Le pape François a dénoncé les sentences qui, « selon une jurisprudence qui s’autodéfinit comme “créative”, inventent un “droit de mourir” privé de tout fondement juridique », ainsi que « l’empiètement du juge dans des domaines qui ne lui sont pas propres, surtout dans le domaine des soi-disant “nouveaux droits”, avec des sentences qui semblent préoccupées d’exaucer des désirs toujours nouveaux, détachés de toute limite objective ».

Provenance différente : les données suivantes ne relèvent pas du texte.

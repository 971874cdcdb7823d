//! compression/trailer.rs
//! Sink adapter that withholds the final four bytes of a stream.
//!
//! A sync-flushed DEFLATE stream always ends in `00 00 ff ff`. The wire format
//! leaves those bytes out, so the writer side keeps the last four bytes it has
//! seen in a small buffer and forwards only what precedes them. At close time
//! the withheld bytes must be exactly the trailer.
use std::io::{self, Write};

use crate::compression::constants::SYNC_FLUSH_TRAILER;
use crate::compression::types::CompressionError;

const HELD: usize = SYNC_FLUSH_TRAILER.len();

#[derive(Debug)]
pub struct TrailerStripWriter<W> {
    inner: W,
    held: [u8; HELD],
    held_len: usize,
    closed: bool,
}

impl<W: Write> TrailerStripWriter<W> {
    pub fn new(inner: W) -> Self {
        Self {
            inner,
            held: [0; HELD],
            held_len: 0,
            closed: false,
        }
    }

    /// Bytes currently withheld from the destination.
    pub fn retained(&self) -> &[u8] {
        &self.held[..self.held_len]
    }

    pub fn is_closed(&self) -> bool {
        self.closed
    }

    pub fn get_ref(&self) -> &W {
        &self.inner
    }

    pub fn get_mut(&mut self) -> &mut W {
        &mut self.inner
    }

    /// Gives the destination back. The withheld bytes are not written.
    pub fn into_inner(self) -> W {
        self.inner
    }

    /// Flush the destination, then check the withheld bytes are the trailer.
    ///
    /// `W` has no close of its own: this only flushes it. The destination
    /// stays open and is closed by its owner after [`into_inner`](Self::into_inner).
    ///
    /// A destination error wins over a trailer mismatch. A mismatch means the
    /// compressor did not sync-flush and is never recoverable.
    pub fn close(&mut self) -> Result<(), CompressionError> {
        if self.closed {
            return Err(CompressionError::Closed);
        }
        self.closed = true;
        self.inner.flush()?;
        if self.retained() != SYNC_FLUSH_TRAILER {
            return Err(CompressionError::TrailerMismatch { found: self.retained().to_vec() });
        }
        Ok(())
    }
}

impl<W: Write> Write for TrailerStripWriter<W> {
    fn write(&mut self, buf: &[u8]) -> io::Result<usize> {
        if self.closed {
            return Err(CompressionError::Closed.into());
        }

        // Fill the hold buffer first.
        let mut accepted = 0;
        let mut rest = buf;
        if self.held_len < HELD {
            let n = (HELD - self.held_len).min(rest.len());
            self.held[self.held_len..self.held_len + n].copy_from_slice(&rest[..n]);
            self.held_len += n;
            accepted = n;
            rest = &rest[n..];
            if rest.is_empty() {
                return Ok(accepted);
            }
        }

        // `m` held bytes leave, the last `m` bytes of `rest` take their place.
        let m = rest.len().min(HELD);
        self.inner.write_all(&self.held[..m])?;
        self.held.copy_within(m.., 0);
        self.held[HELD - m..].copy_from_slice(&rest[rest.len() - m..]);
        self.inner.write_all(&rest[..rest.len() - m])?;

        Ok(accepted + rest.len())
    }

    fn flush(&mut self) -> io::Result<()> {
        if self.closed {
            return Err(CompressionError::Closed.into());
        }
        self.inner.flush()
    }
}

Le pape François a reçu en audience les juristes membres du Centre d’Études « Rosario Livatino » ce vendredi matin 29 novembre 2019, à l’occasion du Congrès national sur le thème « Magistrature en crise. Parcours pour retrouver la justice ». Il les a invités à contribuer à la construction de la « concorde » dans la société civile.
Livatino, a souligné le pape, « est un exemple, non seulement pour les magistrats, mais pour tous ceux qui oeuvrent dans le domaine du droit : pour la cohérence entre sa foi et son engagement de travail, et pour l’actualité de ses réflexions ». Il a aussi laissé « un exemple lumineux de la manière dont la foi peut s’exprimer pleinement dans le service de la communauté civile et de ses lois ; et de la manière dont l’obéissance à l’Église peut aller de pair avec l’obéissance à l’État ».
Rosario Livatino (1952 – 1990) était un magistrat italien catholique, engagé notamment dans la lutte contre la mafia. Il a été assassiné par le groupe Stidda. Le pape Jean-Paul II l’a défini comme un « martyr de la justice et indirectement de la foi ».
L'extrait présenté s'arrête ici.